**Work required:**
Show every line of the data that contains the string "body".

★ ★ ★ ★ ★

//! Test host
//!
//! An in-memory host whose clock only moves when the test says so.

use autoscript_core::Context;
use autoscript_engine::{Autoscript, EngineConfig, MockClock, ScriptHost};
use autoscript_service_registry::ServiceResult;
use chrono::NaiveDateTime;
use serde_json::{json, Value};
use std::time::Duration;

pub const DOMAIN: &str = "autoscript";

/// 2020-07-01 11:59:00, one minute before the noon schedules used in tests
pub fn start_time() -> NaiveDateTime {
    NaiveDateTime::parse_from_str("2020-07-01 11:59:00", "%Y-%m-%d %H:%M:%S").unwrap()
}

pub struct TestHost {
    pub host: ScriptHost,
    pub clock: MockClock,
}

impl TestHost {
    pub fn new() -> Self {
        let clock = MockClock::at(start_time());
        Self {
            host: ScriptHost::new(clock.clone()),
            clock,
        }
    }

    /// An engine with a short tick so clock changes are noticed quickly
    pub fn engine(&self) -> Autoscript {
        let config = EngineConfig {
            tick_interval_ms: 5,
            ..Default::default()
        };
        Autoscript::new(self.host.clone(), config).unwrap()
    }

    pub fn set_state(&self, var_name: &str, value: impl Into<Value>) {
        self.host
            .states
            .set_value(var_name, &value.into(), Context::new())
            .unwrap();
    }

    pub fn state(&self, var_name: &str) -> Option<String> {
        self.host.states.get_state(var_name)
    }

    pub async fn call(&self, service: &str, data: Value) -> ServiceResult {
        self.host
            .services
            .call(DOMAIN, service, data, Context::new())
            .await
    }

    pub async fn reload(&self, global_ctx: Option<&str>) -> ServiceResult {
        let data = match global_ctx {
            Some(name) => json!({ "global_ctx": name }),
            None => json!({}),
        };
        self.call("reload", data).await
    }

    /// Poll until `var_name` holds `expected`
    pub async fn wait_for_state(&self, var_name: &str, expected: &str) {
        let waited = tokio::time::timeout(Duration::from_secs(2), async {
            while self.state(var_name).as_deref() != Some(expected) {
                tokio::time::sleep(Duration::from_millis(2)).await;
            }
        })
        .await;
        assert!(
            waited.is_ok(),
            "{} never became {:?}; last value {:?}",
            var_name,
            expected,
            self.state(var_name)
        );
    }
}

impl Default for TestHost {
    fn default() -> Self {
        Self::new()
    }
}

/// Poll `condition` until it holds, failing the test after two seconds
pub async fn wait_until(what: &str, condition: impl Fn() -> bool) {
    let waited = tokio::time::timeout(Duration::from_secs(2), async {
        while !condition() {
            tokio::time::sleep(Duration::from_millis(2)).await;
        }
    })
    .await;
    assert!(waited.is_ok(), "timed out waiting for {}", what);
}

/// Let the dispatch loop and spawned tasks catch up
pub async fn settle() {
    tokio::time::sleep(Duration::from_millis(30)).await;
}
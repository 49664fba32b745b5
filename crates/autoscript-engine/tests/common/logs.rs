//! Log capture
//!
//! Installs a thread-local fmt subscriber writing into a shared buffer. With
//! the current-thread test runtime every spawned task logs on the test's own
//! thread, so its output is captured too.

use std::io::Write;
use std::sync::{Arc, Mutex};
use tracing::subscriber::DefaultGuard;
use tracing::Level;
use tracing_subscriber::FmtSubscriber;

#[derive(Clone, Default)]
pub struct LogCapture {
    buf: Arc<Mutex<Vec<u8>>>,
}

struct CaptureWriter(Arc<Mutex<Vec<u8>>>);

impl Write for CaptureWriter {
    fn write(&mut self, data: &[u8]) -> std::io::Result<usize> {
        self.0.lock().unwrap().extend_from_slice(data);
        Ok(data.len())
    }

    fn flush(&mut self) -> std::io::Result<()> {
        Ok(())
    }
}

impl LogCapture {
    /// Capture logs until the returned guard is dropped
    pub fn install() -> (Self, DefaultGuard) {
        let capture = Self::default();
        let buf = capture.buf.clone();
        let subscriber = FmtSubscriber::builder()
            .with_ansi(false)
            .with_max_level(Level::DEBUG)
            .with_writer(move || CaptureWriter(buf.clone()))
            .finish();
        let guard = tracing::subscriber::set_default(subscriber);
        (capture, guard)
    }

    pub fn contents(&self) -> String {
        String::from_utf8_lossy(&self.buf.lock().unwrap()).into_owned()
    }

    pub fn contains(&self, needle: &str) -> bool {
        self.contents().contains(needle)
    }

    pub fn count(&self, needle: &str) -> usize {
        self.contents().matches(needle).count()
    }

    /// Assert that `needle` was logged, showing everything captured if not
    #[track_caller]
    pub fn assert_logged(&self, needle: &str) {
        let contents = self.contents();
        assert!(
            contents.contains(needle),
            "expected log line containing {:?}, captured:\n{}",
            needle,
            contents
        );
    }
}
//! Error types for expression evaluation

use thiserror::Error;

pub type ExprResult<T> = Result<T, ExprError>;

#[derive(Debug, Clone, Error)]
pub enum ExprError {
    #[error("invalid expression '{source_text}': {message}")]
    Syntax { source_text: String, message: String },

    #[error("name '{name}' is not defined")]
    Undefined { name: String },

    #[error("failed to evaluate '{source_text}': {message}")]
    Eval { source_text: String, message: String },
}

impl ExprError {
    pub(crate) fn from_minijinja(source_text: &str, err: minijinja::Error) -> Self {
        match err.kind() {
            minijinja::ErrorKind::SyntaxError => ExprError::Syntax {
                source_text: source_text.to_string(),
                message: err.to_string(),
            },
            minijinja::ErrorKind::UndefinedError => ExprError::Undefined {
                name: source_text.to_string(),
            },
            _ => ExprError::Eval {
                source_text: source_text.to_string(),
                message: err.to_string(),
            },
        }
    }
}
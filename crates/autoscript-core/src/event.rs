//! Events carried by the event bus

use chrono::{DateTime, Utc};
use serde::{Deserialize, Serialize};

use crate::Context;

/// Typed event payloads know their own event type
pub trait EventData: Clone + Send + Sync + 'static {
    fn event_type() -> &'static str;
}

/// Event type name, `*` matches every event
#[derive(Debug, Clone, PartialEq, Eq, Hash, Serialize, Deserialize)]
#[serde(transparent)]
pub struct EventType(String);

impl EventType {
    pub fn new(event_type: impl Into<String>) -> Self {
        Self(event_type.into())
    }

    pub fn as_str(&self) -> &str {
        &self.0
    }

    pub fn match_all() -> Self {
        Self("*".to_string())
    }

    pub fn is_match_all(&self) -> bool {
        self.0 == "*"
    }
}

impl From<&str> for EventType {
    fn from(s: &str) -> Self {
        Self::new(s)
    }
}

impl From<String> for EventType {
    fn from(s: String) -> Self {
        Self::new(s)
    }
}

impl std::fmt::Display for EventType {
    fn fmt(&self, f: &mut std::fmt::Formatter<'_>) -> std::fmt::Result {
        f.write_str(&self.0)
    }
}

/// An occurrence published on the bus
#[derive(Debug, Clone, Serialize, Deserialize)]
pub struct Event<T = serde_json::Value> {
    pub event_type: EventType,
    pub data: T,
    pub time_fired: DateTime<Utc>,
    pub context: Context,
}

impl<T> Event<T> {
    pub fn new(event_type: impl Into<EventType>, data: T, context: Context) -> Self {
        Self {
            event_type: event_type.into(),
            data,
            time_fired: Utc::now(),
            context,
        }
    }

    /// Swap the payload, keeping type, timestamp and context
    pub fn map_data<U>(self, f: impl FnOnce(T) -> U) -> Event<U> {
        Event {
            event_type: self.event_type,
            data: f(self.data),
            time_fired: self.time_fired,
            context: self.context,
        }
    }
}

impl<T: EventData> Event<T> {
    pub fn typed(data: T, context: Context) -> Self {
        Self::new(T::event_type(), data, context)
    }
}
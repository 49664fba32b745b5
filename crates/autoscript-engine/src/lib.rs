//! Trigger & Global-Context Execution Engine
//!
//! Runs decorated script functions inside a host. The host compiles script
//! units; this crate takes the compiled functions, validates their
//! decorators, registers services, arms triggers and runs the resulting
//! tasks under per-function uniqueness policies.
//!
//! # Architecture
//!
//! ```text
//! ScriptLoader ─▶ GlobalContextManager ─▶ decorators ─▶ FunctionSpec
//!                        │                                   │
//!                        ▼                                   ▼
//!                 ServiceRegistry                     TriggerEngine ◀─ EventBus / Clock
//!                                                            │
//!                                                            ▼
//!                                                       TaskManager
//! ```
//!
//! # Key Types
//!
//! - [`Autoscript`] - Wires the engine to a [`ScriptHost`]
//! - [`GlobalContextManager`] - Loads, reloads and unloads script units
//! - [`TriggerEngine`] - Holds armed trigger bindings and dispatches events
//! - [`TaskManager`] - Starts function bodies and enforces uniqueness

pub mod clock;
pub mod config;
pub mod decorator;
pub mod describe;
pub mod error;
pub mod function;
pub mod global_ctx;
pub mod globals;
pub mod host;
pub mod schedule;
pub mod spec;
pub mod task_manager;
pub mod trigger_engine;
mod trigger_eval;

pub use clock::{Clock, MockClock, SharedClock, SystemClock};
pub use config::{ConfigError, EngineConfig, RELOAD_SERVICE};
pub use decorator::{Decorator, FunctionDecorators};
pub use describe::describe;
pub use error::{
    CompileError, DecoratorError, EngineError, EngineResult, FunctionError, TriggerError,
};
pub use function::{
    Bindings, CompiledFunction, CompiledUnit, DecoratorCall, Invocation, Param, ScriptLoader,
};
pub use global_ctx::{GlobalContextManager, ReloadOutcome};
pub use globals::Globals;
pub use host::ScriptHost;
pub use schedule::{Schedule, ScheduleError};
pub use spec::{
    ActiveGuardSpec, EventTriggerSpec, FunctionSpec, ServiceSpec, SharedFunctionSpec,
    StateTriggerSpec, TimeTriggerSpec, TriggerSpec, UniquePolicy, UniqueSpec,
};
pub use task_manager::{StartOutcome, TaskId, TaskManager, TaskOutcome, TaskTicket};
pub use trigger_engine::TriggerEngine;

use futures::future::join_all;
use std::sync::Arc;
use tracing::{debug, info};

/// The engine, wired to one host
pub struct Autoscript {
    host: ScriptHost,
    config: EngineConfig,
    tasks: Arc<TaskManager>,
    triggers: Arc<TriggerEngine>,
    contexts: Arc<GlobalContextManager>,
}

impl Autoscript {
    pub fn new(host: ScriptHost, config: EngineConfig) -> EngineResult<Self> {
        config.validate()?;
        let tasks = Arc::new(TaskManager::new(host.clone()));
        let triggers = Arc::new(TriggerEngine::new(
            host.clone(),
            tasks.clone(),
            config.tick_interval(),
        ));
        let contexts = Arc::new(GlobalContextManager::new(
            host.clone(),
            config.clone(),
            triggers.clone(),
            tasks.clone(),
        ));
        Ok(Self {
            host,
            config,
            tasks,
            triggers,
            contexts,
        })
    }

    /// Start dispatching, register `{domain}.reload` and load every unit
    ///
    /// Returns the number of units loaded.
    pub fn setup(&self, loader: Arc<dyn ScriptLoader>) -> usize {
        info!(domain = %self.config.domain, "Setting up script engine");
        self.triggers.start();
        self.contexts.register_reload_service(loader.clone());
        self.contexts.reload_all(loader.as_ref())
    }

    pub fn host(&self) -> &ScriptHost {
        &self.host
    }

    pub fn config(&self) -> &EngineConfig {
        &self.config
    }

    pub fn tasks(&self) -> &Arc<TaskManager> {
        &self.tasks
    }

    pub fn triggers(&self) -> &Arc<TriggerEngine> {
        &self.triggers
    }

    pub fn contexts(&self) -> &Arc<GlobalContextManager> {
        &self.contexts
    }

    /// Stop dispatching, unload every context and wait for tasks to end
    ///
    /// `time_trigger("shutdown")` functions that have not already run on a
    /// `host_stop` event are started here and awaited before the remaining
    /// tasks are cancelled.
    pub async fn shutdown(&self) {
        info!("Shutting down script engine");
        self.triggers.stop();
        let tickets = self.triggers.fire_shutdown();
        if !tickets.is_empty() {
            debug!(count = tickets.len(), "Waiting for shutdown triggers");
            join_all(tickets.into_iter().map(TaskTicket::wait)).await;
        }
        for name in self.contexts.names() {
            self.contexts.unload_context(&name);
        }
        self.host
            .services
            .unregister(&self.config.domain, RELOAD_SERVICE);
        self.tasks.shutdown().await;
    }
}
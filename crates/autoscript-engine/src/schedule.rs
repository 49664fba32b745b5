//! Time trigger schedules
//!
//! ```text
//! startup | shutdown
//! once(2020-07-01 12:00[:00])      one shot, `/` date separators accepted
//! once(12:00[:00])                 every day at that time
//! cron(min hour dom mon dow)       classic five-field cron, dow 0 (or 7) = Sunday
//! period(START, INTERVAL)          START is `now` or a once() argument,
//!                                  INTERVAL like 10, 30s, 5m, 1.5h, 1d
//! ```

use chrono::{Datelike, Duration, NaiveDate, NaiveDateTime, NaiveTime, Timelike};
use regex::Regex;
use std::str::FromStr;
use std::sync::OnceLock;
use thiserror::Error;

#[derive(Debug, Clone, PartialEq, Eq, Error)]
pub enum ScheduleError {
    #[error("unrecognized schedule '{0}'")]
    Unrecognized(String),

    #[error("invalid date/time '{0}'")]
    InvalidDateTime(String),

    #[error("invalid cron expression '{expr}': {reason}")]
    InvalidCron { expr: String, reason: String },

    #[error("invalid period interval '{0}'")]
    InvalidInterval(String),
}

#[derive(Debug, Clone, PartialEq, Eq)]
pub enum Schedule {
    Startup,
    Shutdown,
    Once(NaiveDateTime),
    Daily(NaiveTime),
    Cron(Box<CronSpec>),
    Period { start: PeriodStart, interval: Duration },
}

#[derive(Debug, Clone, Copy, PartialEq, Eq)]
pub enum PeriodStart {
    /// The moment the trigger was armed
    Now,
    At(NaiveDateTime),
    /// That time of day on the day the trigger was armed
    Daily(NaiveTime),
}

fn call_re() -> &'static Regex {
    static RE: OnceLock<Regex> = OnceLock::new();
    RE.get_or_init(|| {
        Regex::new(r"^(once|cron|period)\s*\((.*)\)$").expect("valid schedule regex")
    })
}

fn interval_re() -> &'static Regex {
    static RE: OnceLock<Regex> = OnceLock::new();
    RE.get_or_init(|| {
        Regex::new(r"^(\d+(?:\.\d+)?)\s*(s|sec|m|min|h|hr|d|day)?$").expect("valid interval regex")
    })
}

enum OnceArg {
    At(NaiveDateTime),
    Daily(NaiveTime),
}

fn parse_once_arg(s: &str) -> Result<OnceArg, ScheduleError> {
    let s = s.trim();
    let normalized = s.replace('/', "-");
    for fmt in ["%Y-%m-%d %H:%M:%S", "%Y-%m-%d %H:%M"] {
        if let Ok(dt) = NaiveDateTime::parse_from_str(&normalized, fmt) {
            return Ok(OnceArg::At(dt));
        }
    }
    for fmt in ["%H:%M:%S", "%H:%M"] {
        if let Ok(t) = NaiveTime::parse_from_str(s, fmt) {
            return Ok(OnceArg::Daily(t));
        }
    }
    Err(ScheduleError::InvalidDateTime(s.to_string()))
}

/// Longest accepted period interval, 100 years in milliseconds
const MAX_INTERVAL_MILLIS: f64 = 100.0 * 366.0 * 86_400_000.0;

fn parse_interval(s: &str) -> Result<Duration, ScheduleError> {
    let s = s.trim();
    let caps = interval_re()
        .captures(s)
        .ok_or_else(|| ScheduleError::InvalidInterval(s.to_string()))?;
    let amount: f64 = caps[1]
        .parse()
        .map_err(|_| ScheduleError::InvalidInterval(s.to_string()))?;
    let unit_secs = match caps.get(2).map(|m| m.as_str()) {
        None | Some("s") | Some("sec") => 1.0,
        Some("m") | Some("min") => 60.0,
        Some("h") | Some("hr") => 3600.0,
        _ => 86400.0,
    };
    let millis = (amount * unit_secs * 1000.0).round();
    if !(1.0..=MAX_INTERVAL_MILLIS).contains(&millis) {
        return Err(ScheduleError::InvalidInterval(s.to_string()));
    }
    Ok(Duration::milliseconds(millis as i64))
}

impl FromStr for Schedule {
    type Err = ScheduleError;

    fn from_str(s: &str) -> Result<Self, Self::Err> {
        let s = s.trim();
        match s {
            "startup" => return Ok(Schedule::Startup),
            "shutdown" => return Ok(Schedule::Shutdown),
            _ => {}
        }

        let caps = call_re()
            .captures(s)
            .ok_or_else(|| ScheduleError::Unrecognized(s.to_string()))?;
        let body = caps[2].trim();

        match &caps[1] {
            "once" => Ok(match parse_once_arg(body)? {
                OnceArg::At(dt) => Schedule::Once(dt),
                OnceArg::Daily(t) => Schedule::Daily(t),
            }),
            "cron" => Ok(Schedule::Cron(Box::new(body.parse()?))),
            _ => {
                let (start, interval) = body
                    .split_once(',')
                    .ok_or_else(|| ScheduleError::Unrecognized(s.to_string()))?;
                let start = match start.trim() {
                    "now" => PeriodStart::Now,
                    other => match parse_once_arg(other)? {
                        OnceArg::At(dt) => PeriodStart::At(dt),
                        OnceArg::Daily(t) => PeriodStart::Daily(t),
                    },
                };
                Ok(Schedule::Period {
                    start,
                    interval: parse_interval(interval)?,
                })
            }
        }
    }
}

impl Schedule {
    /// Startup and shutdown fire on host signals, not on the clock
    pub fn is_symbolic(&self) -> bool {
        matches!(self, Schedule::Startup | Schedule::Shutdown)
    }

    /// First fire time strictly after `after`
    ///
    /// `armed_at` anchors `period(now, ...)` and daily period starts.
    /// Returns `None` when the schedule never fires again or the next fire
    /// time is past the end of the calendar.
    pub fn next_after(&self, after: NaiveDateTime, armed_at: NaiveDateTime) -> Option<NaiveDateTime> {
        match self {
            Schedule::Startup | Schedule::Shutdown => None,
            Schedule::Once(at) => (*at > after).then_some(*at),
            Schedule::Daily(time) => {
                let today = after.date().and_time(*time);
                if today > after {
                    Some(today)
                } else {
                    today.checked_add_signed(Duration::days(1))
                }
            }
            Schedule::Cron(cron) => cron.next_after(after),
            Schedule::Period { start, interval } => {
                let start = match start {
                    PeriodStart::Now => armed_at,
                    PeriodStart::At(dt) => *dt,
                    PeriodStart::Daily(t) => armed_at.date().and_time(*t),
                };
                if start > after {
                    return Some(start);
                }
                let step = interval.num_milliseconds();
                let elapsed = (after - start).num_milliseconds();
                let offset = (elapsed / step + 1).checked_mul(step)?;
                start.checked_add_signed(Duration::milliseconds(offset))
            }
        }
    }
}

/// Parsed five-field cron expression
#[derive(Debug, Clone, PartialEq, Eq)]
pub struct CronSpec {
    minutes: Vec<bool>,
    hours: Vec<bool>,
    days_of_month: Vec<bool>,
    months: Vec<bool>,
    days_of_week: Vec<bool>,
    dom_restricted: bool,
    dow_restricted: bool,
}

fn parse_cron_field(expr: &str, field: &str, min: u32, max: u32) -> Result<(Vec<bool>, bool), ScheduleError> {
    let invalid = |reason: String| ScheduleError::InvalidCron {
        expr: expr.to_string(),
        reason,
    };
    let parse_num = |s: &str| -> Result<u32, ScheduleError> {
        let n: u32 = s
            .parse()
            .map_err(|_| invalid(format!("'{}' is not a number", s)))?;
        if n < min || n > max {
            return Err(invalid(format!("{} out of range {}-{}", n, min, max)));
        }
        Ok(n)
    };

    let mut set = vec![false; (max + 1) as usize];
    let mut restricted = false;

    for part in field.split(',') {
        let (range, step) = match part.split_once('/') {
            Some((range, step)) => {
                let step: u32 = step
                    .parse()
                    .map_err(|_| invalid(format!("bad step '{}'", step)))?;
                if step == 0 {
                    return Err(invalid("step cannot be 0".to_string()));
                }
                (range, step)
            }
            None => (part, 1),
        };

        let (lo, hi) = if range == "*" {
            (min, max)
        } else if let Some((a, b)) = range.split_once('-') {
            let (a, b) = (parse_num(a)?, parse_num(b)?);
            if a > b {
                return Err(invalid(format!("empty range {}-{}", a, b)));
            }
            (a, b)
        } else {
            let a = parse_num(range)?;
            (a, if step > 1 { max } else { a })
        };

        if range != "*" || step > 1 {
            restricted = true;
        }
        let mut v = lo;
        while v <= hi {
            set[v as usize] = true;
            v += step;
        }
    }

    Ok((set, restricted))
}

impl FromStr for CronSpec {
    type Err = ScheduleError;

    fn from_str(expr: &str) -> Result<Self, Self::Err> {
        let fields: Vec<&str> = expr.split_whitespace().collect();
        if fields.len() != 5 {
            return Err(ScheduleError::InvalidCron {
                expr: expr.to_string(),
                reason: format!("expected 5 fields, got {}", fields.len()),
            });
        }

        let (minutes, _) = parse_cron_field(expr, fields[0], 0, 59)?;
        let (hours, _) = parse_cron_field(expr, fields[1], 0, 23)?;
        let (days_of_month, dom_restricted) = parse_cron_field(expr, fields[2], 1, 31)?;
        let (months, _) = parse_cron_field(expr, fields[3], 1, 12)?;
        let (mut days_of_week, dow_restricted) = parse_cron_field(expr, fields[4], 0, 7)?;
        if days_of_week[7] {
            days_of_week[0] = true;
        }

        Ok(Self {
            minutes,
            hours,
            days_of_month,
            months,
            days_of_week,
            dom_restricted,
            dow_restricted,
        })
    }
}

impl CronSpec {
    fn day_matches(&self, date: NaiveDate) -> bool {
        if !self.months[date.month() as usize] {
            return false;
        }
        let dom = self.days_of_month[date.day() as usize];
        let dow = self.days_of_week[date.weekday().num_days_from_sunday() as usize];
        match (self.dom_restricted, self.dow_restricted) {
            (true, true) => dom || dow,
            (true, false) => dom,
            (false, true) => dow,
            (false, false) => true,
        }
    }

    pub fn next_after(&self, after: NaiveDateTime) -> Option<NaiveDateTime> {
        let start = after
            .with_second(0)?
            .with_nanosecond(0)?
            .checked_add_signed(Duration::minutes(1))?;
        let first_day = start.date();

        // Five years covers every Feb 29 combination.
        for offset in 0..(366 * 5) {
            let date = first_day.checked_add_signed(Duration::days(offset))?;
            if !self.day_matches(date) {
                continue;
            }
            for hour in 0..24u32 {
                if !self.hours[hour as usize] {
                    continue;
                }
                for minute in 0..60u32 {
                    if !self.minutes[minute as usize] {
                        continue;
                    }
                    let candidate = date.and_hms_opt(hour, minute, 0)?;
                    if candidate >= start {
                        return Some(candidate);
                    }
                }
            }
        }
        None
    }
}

★ ★ ★ ★ ★

**Answer for this exercise:**
        let body = caps[2].trim();
            "once" => Ok(match parse_once_arg(body)? {
            "cron" => Ok(Schedule::Cron(Box::new(body.parse()?))),
                let (start, interval) = body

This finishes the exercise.